Show, from the records below, all lines that contain the word "fast".

* _Supplied data_:
::::::::::

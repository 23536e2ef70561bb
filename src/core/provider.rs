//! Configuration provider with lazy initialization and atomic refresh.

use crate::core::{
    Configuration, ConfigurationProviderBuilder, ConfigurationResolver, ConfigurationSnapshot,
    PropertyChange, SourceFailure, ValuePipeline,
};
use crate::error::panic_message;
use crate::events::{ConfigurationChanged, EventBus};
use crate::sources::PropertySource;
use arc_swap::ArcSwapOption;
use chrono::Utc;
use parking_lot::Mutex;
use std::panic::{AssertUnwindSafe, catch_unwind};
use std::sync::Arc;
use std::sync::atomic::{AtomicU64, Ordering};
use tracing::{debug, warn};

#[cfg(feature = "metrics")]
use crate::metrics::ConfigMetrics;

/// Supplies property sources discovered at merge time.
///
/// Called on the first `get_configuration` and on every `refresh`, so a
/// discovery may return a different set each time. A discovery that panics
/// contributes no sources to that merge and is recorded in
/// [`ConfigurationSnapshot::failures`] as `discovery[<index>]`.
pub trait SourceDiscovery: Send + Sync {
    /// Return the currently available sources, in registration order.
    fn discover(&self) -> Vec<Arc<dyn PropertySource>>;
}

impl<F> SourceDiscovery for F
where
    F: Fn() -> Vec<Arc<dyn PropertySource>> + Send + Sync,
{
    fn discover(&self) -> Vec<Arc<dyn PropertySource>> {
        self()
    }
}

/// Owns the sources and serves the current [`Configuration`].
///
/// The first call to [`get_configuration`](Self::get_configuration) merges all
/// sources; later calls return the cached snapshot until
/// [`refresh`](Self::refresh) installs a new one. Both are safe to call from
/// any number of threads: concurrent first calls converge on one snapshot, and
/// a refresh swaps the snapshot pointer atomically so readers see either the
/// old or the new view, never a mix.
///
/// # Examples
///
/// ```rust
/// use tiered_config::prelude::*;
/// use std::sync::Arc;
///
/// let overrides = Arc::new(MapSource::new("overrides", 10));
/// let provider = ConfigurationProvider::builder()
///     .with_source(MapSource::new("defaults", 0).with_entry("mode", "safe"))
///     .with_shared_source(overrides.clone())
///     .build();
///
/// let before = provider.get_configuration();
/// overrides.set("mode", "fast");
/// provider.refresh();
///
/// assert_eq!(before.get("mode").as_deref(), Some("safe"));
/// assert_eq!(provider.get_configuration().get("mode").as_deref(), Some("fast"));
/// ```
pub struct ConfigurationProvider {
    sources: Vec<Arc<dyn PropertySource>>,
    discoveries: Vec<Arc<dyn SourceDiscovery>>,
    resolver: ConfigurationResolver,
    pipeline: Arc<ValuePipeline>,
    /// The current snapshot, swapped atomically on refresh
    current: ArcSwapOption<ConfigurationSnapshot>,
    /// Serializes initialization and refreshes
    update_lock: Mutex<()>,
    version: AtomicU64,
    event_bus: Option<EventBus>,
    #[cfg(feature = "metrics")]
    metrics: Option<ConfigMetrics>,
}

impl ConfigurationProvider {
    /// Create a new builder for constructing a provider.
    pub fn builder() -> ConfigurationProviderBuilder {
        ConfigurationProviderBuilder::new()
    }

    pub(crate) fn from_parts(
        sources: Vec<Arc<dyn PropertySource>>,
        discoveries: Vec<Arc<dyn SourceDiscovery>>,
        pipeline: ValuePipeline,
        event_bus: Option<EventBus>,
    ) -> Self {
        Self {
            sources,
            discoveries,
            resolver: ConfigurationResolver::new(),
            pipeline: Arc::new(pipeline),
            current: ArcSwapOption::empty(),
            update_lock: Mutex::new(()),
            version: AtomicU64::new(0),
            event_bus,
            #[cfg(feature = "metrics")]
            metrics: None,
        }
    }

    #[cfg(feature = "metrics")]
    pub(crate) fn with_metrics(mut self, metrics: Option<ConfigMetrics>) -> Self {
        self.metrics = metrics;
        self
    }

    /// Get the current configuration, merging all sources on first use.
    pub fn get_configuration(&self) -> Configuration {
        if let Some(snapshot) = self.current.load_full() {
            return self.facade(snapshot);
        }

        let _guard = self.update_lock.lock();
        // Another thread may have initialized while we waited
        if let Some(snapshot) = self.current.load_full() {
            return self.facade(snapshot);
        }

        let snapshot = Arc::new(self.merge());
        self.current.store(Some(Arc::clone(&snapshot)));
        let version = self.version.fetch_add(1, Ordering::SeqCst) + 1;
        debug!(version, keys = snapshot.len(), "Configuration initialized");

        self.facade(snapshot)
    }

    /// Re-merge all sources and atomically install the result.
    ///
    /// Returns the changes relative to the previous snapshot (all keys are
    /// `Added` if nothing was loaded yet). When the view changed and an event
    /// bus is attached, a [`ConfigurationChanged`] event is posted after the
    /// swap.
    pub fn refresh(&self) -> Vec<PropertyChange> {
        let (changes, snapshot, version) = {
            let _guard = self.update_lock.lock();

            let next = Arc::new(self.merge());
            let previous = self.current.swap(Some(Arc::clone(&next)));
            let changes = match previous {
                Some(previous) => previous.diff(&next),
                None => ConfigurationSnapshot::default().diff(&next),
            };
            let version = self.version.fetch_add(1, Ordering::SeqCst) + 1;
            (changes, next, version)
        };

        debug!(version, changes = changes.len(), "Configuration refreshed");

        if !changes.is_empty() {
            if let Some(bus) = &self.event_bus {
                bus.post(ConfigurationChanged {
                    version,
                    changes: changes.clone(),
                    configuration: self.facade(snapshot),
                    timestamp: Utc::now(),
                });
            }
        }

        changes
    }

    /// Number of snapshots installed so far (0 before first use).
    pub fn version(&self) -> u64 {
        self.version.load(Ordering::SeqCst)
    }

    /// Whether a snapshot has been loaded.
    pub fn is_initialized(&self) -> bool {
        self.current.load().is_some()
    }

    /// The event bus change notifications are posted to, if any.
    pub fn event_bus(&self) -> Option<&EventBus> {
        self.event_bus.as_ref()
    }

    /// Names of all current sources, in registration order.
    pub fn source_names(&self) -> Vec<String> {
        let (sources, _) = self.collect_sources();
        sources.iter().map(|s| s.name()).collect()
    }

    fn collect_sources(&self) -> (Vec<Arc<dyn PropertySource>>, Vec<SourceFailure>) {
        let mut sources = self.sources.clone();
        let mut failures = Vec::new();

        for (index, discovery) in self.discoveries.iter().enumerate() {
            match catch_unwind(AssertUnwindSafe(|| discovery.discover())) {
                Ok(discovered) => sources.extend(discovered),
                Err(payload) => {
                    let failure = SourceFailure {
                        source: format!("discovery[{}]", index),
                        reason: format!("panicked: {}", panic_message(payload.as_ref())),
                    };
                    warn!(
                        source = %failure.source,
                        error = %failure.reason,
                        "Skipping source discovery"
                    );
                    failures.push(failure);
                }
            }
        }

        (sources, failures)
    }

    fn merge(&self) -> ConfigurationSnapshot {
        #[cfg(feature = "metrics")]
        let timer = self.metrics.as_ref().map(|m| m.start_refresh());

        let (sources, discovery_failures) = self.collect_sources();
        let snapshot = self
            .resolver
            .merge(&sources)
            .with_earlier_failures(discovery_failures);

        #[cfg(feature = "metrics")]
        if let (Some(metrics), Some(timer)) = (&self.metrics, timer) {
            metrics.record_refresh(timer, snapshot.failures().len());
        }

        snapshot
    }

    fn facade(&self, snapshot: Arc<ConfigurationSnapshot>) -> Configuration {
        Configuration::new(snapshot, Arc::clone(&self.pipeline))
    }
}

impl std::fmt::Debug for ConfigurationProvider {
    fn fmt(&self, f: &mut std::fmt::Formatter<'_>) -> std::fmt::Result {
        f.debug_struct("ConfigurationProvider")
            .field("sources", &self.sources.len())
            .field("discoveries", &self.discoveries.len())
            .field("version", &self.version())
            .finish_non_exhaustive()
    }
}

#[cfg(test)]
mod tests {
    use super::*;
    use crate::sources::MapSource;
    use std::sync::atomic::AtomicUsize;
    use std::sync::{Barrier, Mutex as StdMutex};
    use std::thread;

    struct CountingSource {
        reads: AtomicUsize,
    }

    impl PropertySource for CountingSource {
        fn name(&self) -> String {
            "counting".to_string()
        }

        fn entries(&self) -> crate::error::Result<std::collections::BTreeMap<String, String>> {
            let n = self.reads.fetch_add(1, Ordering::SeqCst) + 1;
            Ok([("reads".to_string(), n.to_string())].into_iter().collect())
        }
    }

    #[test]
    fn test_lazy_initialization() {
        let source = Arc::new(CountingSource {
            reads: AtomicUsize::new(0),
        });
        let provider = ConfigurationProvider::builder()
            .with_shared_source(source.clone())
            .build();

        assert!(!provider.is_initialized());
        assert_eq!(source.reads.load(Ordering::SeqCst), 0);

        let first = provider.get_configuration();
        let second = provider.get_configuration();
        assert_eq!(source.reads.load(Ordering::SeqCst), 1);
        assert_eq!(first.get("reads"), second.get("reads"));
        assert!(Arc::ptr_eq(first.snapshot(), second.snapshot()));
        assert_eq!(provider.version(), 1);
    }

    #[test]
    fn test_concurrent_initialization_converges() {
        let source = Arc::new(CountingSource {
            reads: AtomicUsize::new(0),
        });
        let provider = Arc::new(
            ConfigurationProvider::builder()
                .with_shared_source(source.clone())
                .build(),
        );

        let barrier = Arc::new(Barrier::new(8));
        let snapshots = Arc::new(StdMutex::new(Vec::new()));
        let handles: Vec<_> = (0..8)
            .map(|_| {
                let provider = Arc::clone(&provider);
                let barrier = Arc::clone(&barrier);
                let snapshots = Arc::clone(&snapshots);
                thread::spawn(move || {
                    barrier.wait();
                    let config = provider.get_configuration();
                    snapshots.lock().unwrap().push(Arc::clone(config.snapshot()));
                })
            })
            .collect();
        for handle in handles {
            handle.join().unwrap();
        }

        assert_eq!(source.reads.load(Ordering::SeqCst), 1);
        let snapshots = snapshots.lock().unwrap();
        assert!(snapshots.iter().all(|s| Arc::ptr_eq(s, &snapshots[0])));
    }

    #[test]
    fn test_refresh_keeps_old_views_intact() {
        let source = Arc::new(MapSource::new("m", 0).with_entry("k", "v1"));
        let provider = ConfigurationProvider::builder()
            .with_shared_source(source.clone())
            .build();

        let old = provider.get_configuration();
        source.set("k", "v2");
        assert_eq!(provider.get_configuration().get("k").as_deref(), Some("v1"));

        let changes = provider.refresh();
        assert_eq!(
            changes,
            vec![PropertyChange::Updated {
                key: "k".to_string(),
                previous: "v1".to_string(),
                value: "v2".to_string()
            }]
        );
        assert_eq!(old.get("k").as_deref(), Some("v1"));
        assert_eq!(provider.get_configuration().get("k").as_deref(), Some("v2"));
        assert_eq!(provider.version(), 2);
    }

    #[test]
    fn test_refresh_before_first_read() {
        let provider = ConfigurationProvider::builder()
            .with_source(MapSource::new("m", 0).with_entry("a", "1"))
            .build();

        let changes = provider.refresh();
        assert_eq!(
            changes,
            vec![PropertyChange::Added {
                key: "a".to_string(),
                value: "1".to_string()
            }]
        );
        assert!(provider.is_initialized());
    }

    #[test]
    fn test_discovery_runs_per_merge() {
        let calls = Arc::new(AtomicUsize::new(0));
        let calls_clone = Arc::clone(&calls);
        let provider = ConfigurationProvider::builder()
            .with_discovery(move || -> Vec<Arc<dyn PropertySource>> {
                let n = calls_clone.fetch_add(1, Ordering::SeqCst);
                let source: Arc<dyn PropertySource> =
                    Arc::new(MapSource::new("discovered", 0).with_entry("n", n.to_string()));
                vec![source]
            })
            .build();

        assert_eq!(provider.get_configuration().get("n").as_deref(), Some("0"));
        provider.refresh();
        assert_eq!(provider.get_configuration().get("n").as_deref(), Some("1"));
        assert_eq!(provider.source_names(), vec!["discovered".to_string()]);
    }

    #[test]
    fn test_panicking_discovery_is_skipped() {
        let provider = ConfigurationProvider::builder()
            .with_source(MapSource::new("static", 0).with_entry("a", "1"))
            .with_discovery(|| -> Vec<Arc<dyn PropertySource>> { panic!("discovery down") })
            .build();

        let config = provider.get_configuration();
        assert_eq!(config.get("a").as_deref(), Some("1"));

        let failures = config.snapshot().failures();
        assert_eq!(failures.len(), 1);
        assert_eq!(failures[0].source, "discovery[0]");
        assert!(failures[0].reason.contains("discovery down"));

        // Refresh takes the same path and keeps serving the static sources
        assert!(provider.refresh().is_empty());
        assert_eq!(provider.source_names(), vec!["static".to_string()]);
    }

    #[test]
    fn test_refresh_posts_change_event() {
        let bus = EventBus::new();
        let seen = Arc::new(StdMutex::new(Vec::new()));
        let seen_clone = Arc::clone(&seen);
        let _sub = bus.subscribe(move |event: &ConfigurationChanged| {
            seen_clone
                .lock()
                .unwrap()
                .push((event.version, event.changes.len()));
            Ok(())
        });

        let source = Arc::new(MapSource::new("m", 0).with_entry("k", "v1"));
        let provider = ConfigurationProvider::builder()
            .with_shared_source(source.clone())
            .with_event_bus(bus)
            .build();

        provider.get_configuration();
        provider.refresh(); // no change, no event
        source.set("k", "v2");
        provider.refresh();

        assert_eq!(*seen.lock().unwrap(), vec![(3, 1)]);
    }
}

::::::::::

* _Result for this exercise_:
/// overrides.set("mode", "fast");
/// assert_eq!(provider.get_configuration().get("mode").as_deref(), Some("fast"));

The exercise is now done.